§ **Exercise brief**
Copy out the listing that follows in its entirety, keeping it exactly the same.

§ **Records for the task**
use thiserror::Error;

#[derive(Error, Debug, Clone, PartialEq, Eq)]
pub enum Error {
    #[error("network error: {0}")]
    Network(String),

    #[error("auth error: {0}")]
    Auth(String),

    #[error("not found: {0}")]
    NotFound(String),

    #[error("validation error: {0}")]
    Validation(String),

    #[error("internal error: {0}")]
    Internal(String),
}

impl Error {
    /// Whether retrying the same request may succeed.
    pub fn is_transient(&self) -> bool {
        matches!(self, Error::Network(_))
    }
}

§ **Result for this exercise**
use thiserror::Error;

#[derive(Error, Debug, Clone, PartialEq, Eq)]
pub enum Error {
    #[error("network error: {0}")]
    Network(String),

    #[error("auth error: {0}")]
    Auth(String),

    #[error("not found: {0}")]
    NotFound(String),

    #[error("validation error: {0}")]
    Validation(String),

    #[error("internal error: {0}")]
    Internal(String),
}

impl Error {
    /// Whether retrying the same request may succeed.
    pub fn is_transient(&self) -> bool {
        matches!(self, Error::Network(_))
    }
}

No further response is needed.